A Aside from the social and spiritual issues arising from the introspection resulting on the occasion of the second incrementing of the fourth place holder of the number of years, expressed in a base equal to the number of manual digits possessed by the average human, passing since the birth of Christ ... Y2K presents certain date processing problems for the digital equipment that we have come to rely on.

The date sensitive digital equipment that we have come to rely on includes computers and other equipment containing embedded Programmable Logic Devices (PLD). Y2K is a problem to the extent that discontinuities in date processing by this equipment is a problem.

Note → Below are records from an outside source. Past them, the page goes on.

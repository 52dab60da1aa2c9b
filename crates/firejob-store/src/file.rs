//! File-system backed job store.

use std::path::PathBuf;

use async_trait::async_trait;
use tokio::fs;
use tracing::{debug, warn};

use firejob_core::{Job, JobError};

use crate::{JobStore, StoreError};

/// One pretty-printed `<id>.json` file per job under a single directory.
pub struct FileJobStore {
    dir: PathBuf,
}

impl FileJobStore {
    /// Create a store rooted at `dir`, creating the directory when missing.
    pub async fn new(dir: impl Into<PathBuf>) -> Result<Self, StoreError> {
        let dir = dir.into();
        fs::create_dir_all(&dir).await?;
        debug!("FileJobStore initialized at {:?}", dir);
        Ok(Self { dir })
    }

    fn job_path(&self, id: &str) -> PathBuf {
        self.dir.join(format!("{}.json", sanitize_id(id)))
    }
}

/// Keep ids safe to use as file names.
fn sanitize_id(id: &str) -> String {
    id.chars()
        .map(|c| {
            if c.is_alphanumeric() || c == '-' || c == '_' {
                c
            } else {
                '_'
            }
        })
        .collect()
}

#[async_trait]
impl JobStore for FileJobStore {
    async fn save(&self, job: &Job) -> Result<(), StoreError> {
        let path = self.job_path(job.id());
        let record = serde_json::to_string_pretty(job).map_err(JobError::Serialization)?;
        fs::write(&path, record).await?;
        debug!("Saved job '{}' to {:?}", job.id(), path);
        Ok(())
    }

    async fn load(&self, id: &str) -> Result<Job, StoreError> {
        let path = self.job_path(id);
        let raw = fs::read_to_string(&path).await.unwrap_or_default();
        if raw.is_empty() {
            return Err(JobError::Construction(format!("no job record at {:?}", path)).into());
        }
        Ok(Job::from_json(&raw, "")?)
    }

    async fn load_all(&self) -> Result<Vec<Job>, StoreError> {
        let mut jobs = Vec::new();
        let mut entries = fs::read_dir(&self.dir).await?;

        while let Some(entry) = entries.next_entry().await? {
            let path = entry.path();
            if !path.extension().is_some_and(|ext| ext == "json") {
                continue;
            }
            match fs::read_to_string(&path).await {
                Ok(raw) => match Job::from_json(&raw, "") {
                    Ok(job) => jobs.push(job),
                    Err(e) => warn!("Skipping job record {:?}: {}", path, e),
                },
                Err(e) => warn!("Failed to read job record {:?}: {}", path, e),
            }
        }

        debug!("Loaded {} jobs from {:?}", jobs.len(), self.dir);
        Ok(jobs)
    }

    async fn remove(&self, id: &str) -> Result<(), StoreError> {
        let path = self.job_path(id);
        if path.exists() {
            fs::remove_file(&path).await?;
            debug!("Removed job '{}' from {:?}", id, path);
        }
        Ok(())
    }
}

#[cfg(test)]
#[path = "file_tests.rs"]
mod tests;
//! Job error types.

use thiserror::Error;

/// Errors surfaced while constructing or serializing jobs.
#[derive(Debug, Error)]
pub enum JobError {
    /// The raw definition could not be decoded as JSON.
    #[error("invalid job definition: {0}")]
    Parse(serde_json::Error),

    /// The cron expression does not describe a valid schedule.
    #[error("invalid cron expression '{expr}': {reason}")]
    InvalidCron { expr: String, reason: String },

    /// The owner is missing from the member set.
    #[error("owner is not a member of the job")]
    NoAuthorization,

    /// The job could not be canonically serialized.
    #[error("job cannot be serialized: {0}")]
    Serialization(serde_json::Error),

    /// The job could not be created from the supplied source.
    #[error("job cannot be created: {0}")]
    Construction(String),
}
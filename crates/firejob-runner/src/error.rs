//! Request preparation errors.

use thiserror::Error;

/// Errors raised while preparing a request for transmission.
///
/// None of these escape the runner: each is folded into the uniform
/// 500-coded result shape before it reaches the caller.
#[derive(Debug, Error)]
pub enum RequestError {
    /// The body is not valid JSON after compilation.
    #[error("body is not valid json: {0}")]
    MalformedBody(String),

    /// Normalization produced an empty payload for a non-empty body.
    #[error("compiled body is empty")]
    EmptyBody,

    /// The HTTP method is not a valid token.
    #[error("invalid http method '{0}'")]
    InvalidMethod(String),
}
//! Request body compilation.

use serde_json::Value;

use crate::error::RequestError;

/// Normalize a free-form body into JSON bytes.
///
/// An empty body compiles to JSON `null`. Anything else must parse as a
/// generic JSON value and is re-serialized, so the payload on the wire is
/// always canonical JSON. A body that fails to parse is rejected instead
/// of being sent half-interpreted.
pub fn compile_body(raw: &str) -> Result<Vec<u8>, RequestError> {
    let value = if raw.trim().is_empty() {
        Value::Null
    } else {
        serde_json::from_str::<Value>(raw).map_err(|e| RequestError::MalformedBody(e.to_string()))?
    };

    let bytes =
        serde_json::to_vec(&value).map_err(|e| RequestError::MalformedBody(e.to_string()))?;
    if bytes.is_empty() && !raw.is_empty() {
        return Err(RequestError::EmptyBody);
    }
    Ok(bytes)
}
//! # Firejob Runner
//!
//! The execution engine for firejob jobs: compiles the request body to
//! canonical JSON, issues the HTTP request exactly once, and folds every
//! outcome (success, error-status response, or transport failure) into a
//! single [`ResponseData`] shape. A scheduler loop driving [`Runner::run`]
//! never has to handle an error path of its own.

pub mod body;
pub mod error;
pub mod response;
pub mod runner;

pub use error::RequestError;
pub use response::ResponseData;
pub use runner::Runner;
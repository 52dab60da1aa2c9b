//! Job entity: construction, trigger check, serialization.

use chrono::{DateTime, Utc};
use serde::{Deserialize, Serialize};

use crate::error::JobError;
use crate::identity;
use crate::ownership::{Admin, DEFAULT_OWNER};
use crate::trigger;

/// HTTP request description carried by a job.
#[derive(Debug, Clone, Default, PartialEq, Eq, Serialize, Deserialize)]
#[serde(rename_all = "camelCase", default)]
pub struct RequestSpec {
    /// Target URL.
    pub url: String,
    /// HTTP method; matched case-insensitively, upper-cased at execution.
    pub method: String,
    /// Declared content type, sent as `<contentType>; charset=utf-8`.
    pub content_type: String,
    /// Free-form body, normalized to JSON before transmission.
    pub body: String,
    /// Extra header block, carried verbatim with the record.
    pub header: String,
}

/// Free-form extension record; not interpreted here.
#[derive(Debug, Clone, Default, PartialEq, Eq, Serialize, Deserialize)]
#[serde(default)]
pub struct Extra {
    /// Discriminator for embedding systems.
    #[serde(rename = "type")]
    pub kind: String,
}

/// Construction options.
#[derive(Debug, Clone)]
pub struct JobOptions {
    /// Principal assigned when the incoming definition has no owner.
    pub default_owner: String,
}

impl Default for JobOptions {
    fn default() -> Self {
        Self {
            default_owner: DEFAULT_OWNER.to_string(),
        }
    }
}

/// A schedulable definition of one HTTP call plus trigger and ownership
/// metadata.
///
/// `id` and `createDate` are frozen at construction. `name`, `request`, the
/// active flag, and ownership may change over the job's lifetime; the id is
/// never re-derived from them.
#[derive(Debug, Clone, Default, PartialEq, Eq, Serialize, Deserialize)]
#[serde(default)]
pub struct Job {
    id: String,
    /// Display label; no uniqueness constraint.
    pub name: String,
    cron: String,
    /// The request issued when the job fires.
    pub request: RequestSpec,
    inactive: bool,
    #[serde(rename = "createDate")]
    create_date: String,
    admin: Admin,
    /// Extension record, persisted but not interpreted.
    pub extra: Extra,
}

impl Job {
    /// Create a job in memory, owned by `owner` (default owner when empty).
    pub fn new(
        name: impl Into<String>,
        cron: impl Into<String>,
        request: RequestSpec,
        owner: &str,
    ) -> Result<Self, JobError> {
        let mut job = Job {
            name: name.into(),
            cron: cron.into(),
            request,
            ..Job::default()
        };
        trigger::parse(&job.cron)?;

        job.admin.assign_owner(owner, DEFAULT_OWNER);
        job.create_date = Utc::now().to_rfc3339();
        job.id = job.compute_id()?;
        Ok(job)
    }

    /// Reconstruct a job from its JSON record.
    ///
    /// `owner` is assigned (with the default-owner fallback) only when the
    /// record carries no owner of its own.
    pub fn from_json(data: &str, owner: &str) -> Result<Self, JobError> {
        Self::from_json_with(data, owner, &JobOptions::default())
    }

    /// Reconstruct a job from its JSON record with explicit options.
    ///
    /// Malformed JSON is rejected outright rather than producing a
    /// zero-valued job. The ownership invariant is checked after owner
    /// defaulting; `createDate` and `id` are stamped only when absent.
    pub fn from_json_with(
        data: &str,
        owner: &str,
        options: &JobOptions,
    ) -> Result<Self, JobError> {
        let mut job: Job = serde_json::from_str(data).map_err(JobError::Parse)?;
        trigger::parse(&job.cron)?;

        if job.admin.owner().is_empty() {
            job.admin.assign_owner(owner, &options.default_owner);
        }
        if !job.is_valid() {
            return Err(JobError::NoAuthorization);
        }
        if job.create_date.is_empty() {
            job.create_date = Utc::now().to_rfc3339();
        }
        if job.id.is_empty() {
            job.id = job.compute_id()?;
        }
        Ok(job)
    }

    /// Content-derived identifier, frozen at construction.
    pub fn id(&self) -> &str {
        &self.id
    }

    /// Cron expression driving the trigger.
    pub fn cron(&self) -> &str {
        &self.cron
    }

    /// Creation timestamp (RFC 3339), frozen at construction.
    pub fn created_at(&self) -> &str {
        &self.create_date
    }

    /// Whether the job participates in trigger matching.
    pub fn is_active(&self) -> bool {
        !self.inactive
    }

    /// Enable or disable the job.
    pub fn set_active(&mut self, active: bool) {
        self.inactive = !active;
    }

    /// Current owner.
    pub fn owner(&self) -> &str {
        self.admin.owner()
    }

    /// Members in insertion order.
    pub fn members(&self) -> &[String] {
        self.admin.members()
    }

    /// Assign the owner, adding them to the member set when absent.
    ///
    /// An empty name falls back to [`DEFAULT_OWNER`].
    pub fn set_owner(&mut self, member: &str) {
        self.admin.assign_owner(member, DEFAULT_OWNER);
    }

    /// Whether `member` has standard authorization over this job.
    pub fn has_authorization(&self, member: &str) -> bool {
        self.admin.has_authorization(member)
    }

    /// Whether `member` has admin authorization over this job.
    pub fn has_admin_authorization(&self, member: &str) -> bool {
        self.admin.has_admin_authorization(member)
    }

    /// Structural validity: the owner is listed among the members.
    pub fn is_valid(&self) -> bool {
        self.admin.is_valid()
    }

    /// Whether the job should fire at `at`.
    ///
    /// An inactive job never matches regardless of cron alignment.
    pub fn is_run(&self, at: DateTime<Utc>) -> bool {
        self.is_active() && trigger::matches(&self.cron, at)
    }

    /// First trigger instant strictly after `after`.
    pub fn next_run(&self, after: DateTime<Utc>) -> Option<DateTime<Utc>> {
        let schedule = trigger::parse(&self.cron).ok()?;
        schedule.after(&after).next()
    }

    /// Compute the content hash of the job's canonical serialization.
    ///
    /// The `id` field is cleared before hashing so the digest stays stable
    /// across recomputation on an otherwise-unchanged job.
    pub fn compute_id(&self) -> Result<String, JobError> {
        let mut canonical = self.clone();
        canonical.id = String::new();
        let bytes = serde_json::to_vec(&canonical).map_err(JobError::Serialization)?;
        Ok(identity::content_hash(&bytes))
    }

    /// Serialize the job to its JSON record.
    pub fn to_json(&self) -> Result<String, JobError> {
        serde_json::to_string(self).map_err(JobError::Serialization)
    }
}

#[cfg(test)]
#[path = "job_tests.rs"]
mod tests;
impl SyntaxKind {
    pub const fn is_trivia(self) -> bool {
        matches!(
            self,
            WHITESPACE
                | END_OF_LINE
                | LINE_COMMENT
                | BLOCK_COMMENT
                | DOC_COMMENT
                | PREPROCESSOR_DIRECTIVE
                | SKIPPED_TOKEN
        )
    }

    pub const fn is_punctuation(self) -> bool {
        self as u16 <= CARET_EQ as u16
    }

    /// Reserved keywords, never usable as identifiers without `@`.
    pub const fn is_keyword(self) -> bool {
        self as u16 >= ABSTRACT_KW as u16 && self as u16 <= WHILE_KW as u16
    }

    /// Keywords that are identifiers everywhere except in specific positions.
    pub const fn is_contextual_keyword(self) -> bool {
        self as u16 >= ADD_KW as u16 && self as u16 <= YIELD_KW as u16
    }

    pub const fn is_token(self) -> bool {
        self as u16 <= EOF as u16
    }

    pub const fn is_node(self) -> bool {
        !self.is_token() && !matches!(self, TOMBSTONE)
    }

    pub const fn is_predefined_type(self) -> bool {
        matches!(
            self,
            BOOL_KW
                | BYTE_KW
                | CHAR_KW
                | DECIMAL_KW
                | DOUBLE_KW
                | FLOAT_KW
                | INT_KW
                | LONG_KW
                | OBJECT_KW
                | SBYTE_KW
                | SHORT_KW
                | STRING_KW
                | UINT_KW
                | ULONG_KW
                | USHORT_KW
                | VOID_KW
        )
    }

    pub const fn is_literal(self) -> bool {
        matches!(
            self,
            NUMERIC_LITERAL
                | CHAR_LITERAL
                | STRING_LITERAL
                | RAW_STRING_LITERAL
                | TRUE_KW
                | FALSE_KW
                | NULL_KW
        )
    }

    pub fn from_keyword(text: &str) -> Option<Self> {
        let kind = match text {
            "abstract" => ABSTRACT_KW,
            "as" => AS_KW,
            "base" => BASE_KW,
            "bool" => BOOL_KW,
            "break" => BREAK_KW,
            "byte" => BYTE_KW,
            "case" => CASE_KW,
            "catch" => CATCH_KW,
            "char" => CHAR_KW,
            "checked" => CHECKED_KW,
            "class" => CLASS_KW,
            "const" => CONST_KW,
            "continue" => CONTINUE_KW,
            "decimal" => DECIMAL_KW,
            "default" => DEFAULT_KW,
            "delegate" => DELEGATE_KW,
            "do" => DO_KW,
            "double" => DOUBLE_KW,
            "else" => ELSE_KW,
            "enum" => ENUM_KW,
            "event" => EVENT_KW,
            "explicit" => EXPLICIT_KW,
            "extern" => EXTERN_KW,
            "false" => FALSE_KW,
            "finally" => FINALLY_KW,
            "fixed" => FIXED_KW,
            "float" => FLOAT_KW,
            "for" => FOR_KW,
            "foreach" => FOREACH_KW,
            "goto" => GOTO_KW,
            "if" => IF_KW,
            "implicit" => IMPLICIT_KW,
            "in" => IN_KW,
            "int" => INT_KW,
            "interface" => INTERFACE_KW,
            "internal" => INTERNAL_KW,
            "is" => IS_KW,
            "lock" => LOCK_KW,
            "long" => LONG_KW,
            "namespace" => NAMESPACE_KW,
            "new" => NEW_KW,
            "null" => NULL_KW,
            "object" => OBJECT_KW,
            "operator" => OPERATOR_KW,
            "out" => OUT_KW,
            "override" => OVERRIDE_KW,
            "params" => PARAMS_KW,
            "private" => PRIVATE_KW,
            "protected" => PROTECTED_KW,
            "public" => PUBLIC_KW,
            "readonly" => READONLY_KW,
            "ref" => REF_KW,
            "return" => RETURN_KW,
            "sbyte" => SBYTE_KW,
            "sealed" => SEALED_KW,
            "short" => SHORT_KW,
            "sizeof" => SIZEOF_KW,
            "stackalloc" => STACKALLOC_KW,
            "static" => STATIC_KW,
            "string" => STRING_KW,
            "struct" => STRUCT_KW,
            "switch" => SWITCH_KW,
            "this" => THIS_KW,
            "throw" => THROW_KW,
            "true" => TRUE_KW,
            "try" => TRY_KW,
            "typeof" => TYPEOF_KW,
            "uint" => UINT_KW,
            "ulong" => ULONG_KW,
            "unchecked" => UNCHECKED_KW,
            "unsafe" => UNSAFE_KW,
            "ushort" => USHORT_KW,
            "using" => USING_KW,
            "virtual" => VIRTUAL_KW,
            "void" => VOID_KW,
            "volatile" => VOLATILE_KW,
            "while" => WHILE_KW,
            _ => return None,
        };
        Some(kind)
    }

    pub fn from_contextual_keyword(text: &str) -> Option<Self> {
        let kind = match text {
            "add" => ADD_KW,
            "alias" => ALIAS_KW,
            "and" => AND_KW,
            "ascending" => ASCENDING_KW,
            "async" => ASYNC_KW,
            "await" => AWAIT_KW,
            "by" => BY_KW,
            "descending" => DESCENDING_KW,
            "equals" => EQUALS_KW,
            "file" => FILE_KW,
            "from" => FROM_KW,
            "get" => GET_KW,
            "global" => GLOBAL_KW,
            "group" => GROUP_KW,
            "init" => INIT_KW,
            "into" => INTO_KW,
            "join" => JOIN_KW,
            "let" => LET_KW,
            "managed" => MANAGED_KW,
            "not" => NOT_KW,
            "on" => ON_KW,
            "or" => OR_KW,
            "orderby" => ORDERBY_KW,
            "partial" => PARTIAL_KW,
            "record" => RECORD_KW,
            "remove" => REMOVE_KW,
            "required" => REQUIRED_KW,
            "scoped" => SCOPED_KW,
            "select" => SELECT_KW,
            "set" => SET_KW,
            "unmanaged" => UNMANAGED_KW,
            "var" => VAR_KW,
            "when" => WHEN_KW,
            "where" => WHERE_KW,
            "with" => WITH_KW,
            "yield" => YIELD_KW,
            _ => return None,
        };
        Some(kind)
    }

    /// Fixed source text of punctuation and keyword kinds.
    pub const fn text(self) -> Option<&'static str> {
        let text = match self {
            L_BRACE => "{",
            R_BRACE => "}",
            L_PAREN => "(",
            R_PAREN => ")",
            L_BRACK => "[",
            R_BRACK => "]",
            SEMICOLON => ";",
            COMMA => ",",
            DOT => ".",
            DOT_DOT => "..",
            COLON => ":",
            COLON_COLON => "::",
            QUESTION => "?",
            QUESTION_QUESTION => "??",
            QUESTION_QUESTION_EQ => "??=",
            TILDE => "~",
            BANG => "!",
            BANG_EQ => "!=",
            EQ => "=",
            EQ_EQ => "==",
            FAT_ARROW => "=>",
            LT => "<",
            LT_EQ => "<=",
            LT_LT => "<<",
            LT_LT_EQ => "<<=",
            GT => ">",
            GT_EQ => ">=",
            GT_GT => ">>",
            GT_GT_EQ => ">>=",
            GT_GT_GT => ">>>",
            GT_GT_GT_EQ => ">>>=",
            PLUS => "+",
            PLUS_EQ => "+=",
            PLUS_PLUS => "++",
            MINUS => "-",
            MINUS_EQ => "-=",
            MINUS_MINUS => "--",
            ARROW => "->",
            STAR => "*",
            STAR_EQ => "*=",
            SLASH => "/",
            SLASH_EQ => "/=",
            PERCENT => "%",
            PERCENT_EQ => "%=",
            AMP => "&",
            AMP_EQ => "&=",
            AMP_AMP => "&&",
            PIPE => "|",
            PIPE_EQ => "|=",
            PIPE_PIPE => "||",
            CARET => "^",
            CARET_EQ => "^=",
            ABSTRACT_KW => "abstract",
            AS_KW => "as",
            BASE_KW => "base",
            BOOL_KW => "bool",
            BREAK_KW => "break",
            BYTE_KW => "byte",
            CASE_KW => "case",
            CATCH_KW => "catch",
            CHAR_KW => "char",
            CHECKED_KW => "checked",
            CLASS_KW => "class",
            CONST_KW => "const",
            CONTINUE_KW => "continue",
            DECIMAL_KW => "decimal",
            DEFAULT_KW => "default",
            DELEGATE_KW => "delegate",
            DO_KW => "do",
            DOUBLE_KW => "double",
            ELSE_KW => "else",
            ENUM_KW => "enum",
            EVENT_KW => "event",
            EXPLICIT_KW => "explicit",
            EXTERN_KW => "extern",
            FALSE_KW => "false",
            FINALLY_KW => "finally",
            FIXED_KW => "fixed",
            FLOAT_KW => "float",
            FOR_KW => "for",
            FOREACH_KW => "foreach",
            GOTO_KW => "goto",
            IF_KW => "if",
            IMPLICIT_KW => "implicit",
            IN_KW => "in",
            INT_KW => "int",
            INTERFACE_KW => "interface",
            INTERNAL_KW => "internal",
            IS_KW => "is",
            LOCK_KW => "lock",
            LONG_KW => "long",
            NAMESPACE_KW => "namespace",
            NEW_KW => "new",
            NULL_KW => "null",
            OBJECT_KW => "object",
            OPERATOR_KW => "operator",
            OUT_KW => "out",
            OVERRIDE_KW => "override",
            PARAMS_KW => "params",
            PRIVATE_KW => "private",
            PROTECTED_KW => "protected",
            PUBLIC_KW => "public",
            READONLY_KW => "readonly",
            REF_KW => "ref",
            RETURN_KW => "return",
            SBYTE_KW => "sbyte",
            SEALED_KW => "sealed",
            SHORT_KW => "short",
            SIZEOF_KW => "sizeof",
            STACKALLOC_KW => "stackalloc",
            STATIC_KW => "static",
            STRING_KW => "string",
            STRUCT_KW => "struct",
            SWITCH_KW => "switch",
            THIS_KW => "this",
            THROW_KW => "throw",
            TRUE_KW => "true",
            TRY_KW => "try",
            TYPEOF_KW => "typeof",
            UINT_KW => "uint",
            ULONG_KW => "ulong",
            UNCHECKED_KW => "unchecked",
            UNSAFE_KW => "unsafe",
            USHORT_KW => "ushort",
            USING_KW => "using",
            VIRTUAL_KW => "virtual",
            VOID_KW => "void",
            VOLATILE_KW => "volatile",
            WHILE_KW => "while",
            ADD_KW => "add",
            ALIAS_KW => "alias",
            AND_KW => "and",
            ASCENDING_KW => "ascending",
            ASYNC_KW => "async",
            AWAIT_KW => "await",
            BY_KW => "by",
            DESCENDING_KW => "descending",
            EQUALS_KW => "equals",
            FILE_KW => "file",
            FROM_KW => "from",
            GET_KW => "get",
            GLOBAL_KW => "global",
            GROUP_KW => "group",
            INIT_KW => "init",
            INTO_KW => "into",
            JOIN_KW => "join",
            LET_KW => "let",
            MANAGED_KW => "managed",
            NOT_KW => "not",
            ON_KW => "on",
            OR_KW => "or",
            ORDERBY_KW => "orderby",
            PARTIAL_KW => "partial",
            RECORD_KW => "record",
            REMOVE_KW => "remove",
            REQUIRED_KW => "required",
            SCOPED_KW => "scoped",
            SELECT_KW => "select",
            SET_KW => "set",
            UNMANAGED_KW => "unmanaged",
            VAR_KW => "var",
            WHEN_KW => "when",
            WHERE_KW => "where",
            WITH_KW => "with",
            YIELD_KW => "yield",
            _ => return None,
        };
        Some(text)
    }
}
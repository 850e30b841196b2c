use sable_errors::ErrorCode;
use sable_yellow::SyntaxKind::{self, *};

use super::exprs::{self, Precedence};
use super::scan::{ScanTypeFlags, can_start_pattern};
use super::types::{self, TypeMode};
use super::{delimited, missing_name};
use crate::options::Feature;
use crate::parser::{CompletedMarker, Marker, Parser};

/// A full pattern: `or` binds loosest, then `and`, then `not`.
pub(crate) fn pattern(p: &mut Parser<'_>) -> CompletedMarker {
    if !p.enter() {
        p.skip_too_deep();
        return missing_name(p, None);
    }

    let mut lhs = conjunction(p);
    while at_combinator(p, OR_KW) {
        let m = lhs.precede(p);
        p.feature(Feature::LogicalPatterns);
        p.bump_remap(OR_KW);
        conjunction(p);
        lhs = m.complete(p, BINARY_PATTERN);
    }

    p.leave();
    lhs
}

fn conjunction(p: &mut Parser<'_>) -> CompletedMarker {
    let mut lhs = negation(p);
    while at_combinator(p, AND_KW) {
        let m = lhs.precede(p);
        p.feature(Feature::LogicalPatterns);
        p.bump_remap(AND_KW);
        negation(p);
        lhs = m.complete(p, BINARY_PATTERN);
    }
    lhs
}

fn negation(p: &mut Parser<'_>) -> CompletedMarker {
    if !at_combinator(p, NOT_KW) {
        return primary(p);
    }
    if !p.enter() {
        p.skip_too_deep();
        return missing_name(p, None);
    }

    let m = p.start();
    p.feature(Feature::LogicalPatterns);
    p.bump_remap(NOT_KW);
    negation(p);

    p.leave();
    m.complete(p, UNARY_PATTERN)
}

fn at_combinator(p: &Parser<'_>, keyword: SyntaxKind) -> bool {
    p.at_contextual(keyword) && can_start_pattern(p.nth(1))
}

fn primary(p: &mut Parser<'_>) -> CompletedMarker {
    match p.current() {
        L_BRACK => list_pattern(p),
        DOT_DOT => {
            let m = p.start();
            p.feature(Feature::ListPatterns);
            p.bump();
            if can_start_pattern(p.current()) {
                pattern(p);
            }
            m.complete(p, SLICE_PATTERN)
        }
        LT | LT_EQ | GT | GT_EQ => {
            let m = p.start();
            p.feature(Feature::RelationalPatterns);
            p.bump();
            exprs::sub_expr(p, Precedence::Shift);
            m.complete(p, RELATIONAL_PATTERN)
        }
        L_BRACE => {
            let m = p.start();
            recursive_rest(p, m)
        }
        L_PAREN if p.look().paren_pattern_is_positional() => {
            let m = p.start();
            recursive_rest(p, m)
        }
        L_PAREN => {
            let m = p.start();
            p.feature(Feature::LogicalPatterns);
            p.bump();
            pattern(p);
            p.expect(R_PAREN);
            m.complete(p, PARENTHESIZED_PATTERN)
        }
        IDENT if p.at_contextual(VAR_KW) && matches!(p.nth(1), IDENT | L_PAREN) => {
            let m = p.start();
            p.bump_remap(VAR_KW);
            exprs::designation(p);
            m.complete(p, VAR_PATTERN)
        }
        IDENT if p.at_underscore() && !matches!(p.nth(1), L_PAREN | L_BRACE | DOT | LT | COLON_COLON) => {
            let m = p.start();
            p.bump();
            m.complete(p, DISCARD_PATTERN)
        }
        DEFAULT_KW if !p.nth_at(1, L_PAREN) => {
            let m = p.start();
            p.error(ErrorCode::DefaultPattern);
            exprs::sub_expr(p, Precedence::Shift);
            m.complete(p, CONSTANT_PATTERN)
        }
        _ => type_or_constant(p),
    }
}

/// Something that starts like a type: a declaration, recursive or type
/// pattern when the tokens after the type say so, a constant otherwise.
fn type_or_constant(p: &mut Parser<'_>) -> CompletedMarker {
    let mut look = p.look();
    let flags = look.scan_type(TypeMode::Pattern);
    let next = look.kind(0);
    let designation_follows = look.at_pattern_designation();

    if flags != ScanTypeFlags::NotType {
        let m = p.start();
        if matches!(next, L_PAREN | L_BRACE) {
            types::type_with(p, TypeMode::Pattern);
            return recursive_rest(p, m);
        }
        if designation_follows {
            types::type_with(p, TypeMode::Pattern);
            exprs::designation(p);
            return m.complete(p, DECLARATION_PATTERN);
        }
        if p.look().is_type_pattern() {
            p.feature(Feature::TypePatterns);
            types::type_with(p, TypeMode::Pattern);
            return m.complete(p, TYPE_PATTERN);
        }
        m.abandon(p);
    }

    let m = p.start();
    exprs::sub_expr(p, Precedence::Shift);
    m.complete(p, CONSTANT_PATTERN)
}

/// `Type? (positional)? {properties}? designation?` with the optional type
/// already inside `m`.
fn recursive_rest(p: &mut Parser<'_>, m: Marker) -> CompletedMarker {
    p.feature(Feature::RecursivePatterns);

    if p.at(L_PAREN) {
        let clause = p.start();
        delimited(p, L_PAREN, R_PAREN, COMMA, false, starts_subpattern, subpattern);
        clause.complete(p, POSITIONAL_PATTERN_CLAUSE);
    }
    if p.at(L_BRACE) {
        let clause = p.start();
        delimited(p, L_BRACE, R_BRACE, COMMA, true, starts_subpattern, subpattern);
        clause.complete(p, PROPERTY_PATTERN_CLAUSE);
    }
    if p.look().at_pattern_designation() {
        exprs::designation(p);
    }

    m.complete(p, RECURSIVE_PATTERN)
}

fn starts_subpattern(p: &Parser<'_>) -> bool {
    can_start_pattern(p.current())
}

fn subpattern(p: &mut Parser<'_>) {
    let m = p.start();

    if p.at(IDENT) && p.nth_at(1, COLON) {
        exprs::name_colon(p);
    } else if p.look().at_expression_colon() {
        let colon = p.start();
        p.feature(Feature::ExtendedPropertyPatterns);
        exprs::sub_expr(p, Precedence::Primary);
        p.expect(COLON);
        colon.complete(p, EXPRESSION_COLON);
    }

    pattern(p);
    m.complete(p, SUBPATTERN);
}

fn list_pattern(p: &mut Parser<'_>) -> CompletedMarker {
    let m = p.start();
    p.feature(Feature::ListPatterns);
    delimited(p, L_BRACK, R_BRACK, COMMA, true, starts_subpattern, |p| {
        pattern(p);
    });

    if p.look().at_pattern_designation() {
        exprs::designation(p);
    }
    m.complete(p, LIST_PATTERN)
}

On Personal Computers (PC) alone, date data is entered, manipulated, stored, calculated, sorted, sequenced, displayed, and reported. Each of the following aspects of a PC can affect successful date processing through Y2K.

  • BIOS chip
    • Basic Input/Output System for PCs
    • May have trouble rolling first two-digits of year from 19 to 20.
  • RTC chip
    • Real Time Clock for PCs
    • Keeps track of date in two-digit format.
  • Operating System
    • Interface between software and hardware.
  • Software Applications
    • Incorrect handling of new millennium, year 2000 leap year, and special date fields.
  • Software Runtime Libraries
    • Support software applications.
  • Custom Code
    • In-house crafted code and work arounds.
    • Frequently poorly documented and using non-standard programming techniques.
    • Includes spreadsheets.
  • Data Interfaces
    • Network or other connections to legacy systems.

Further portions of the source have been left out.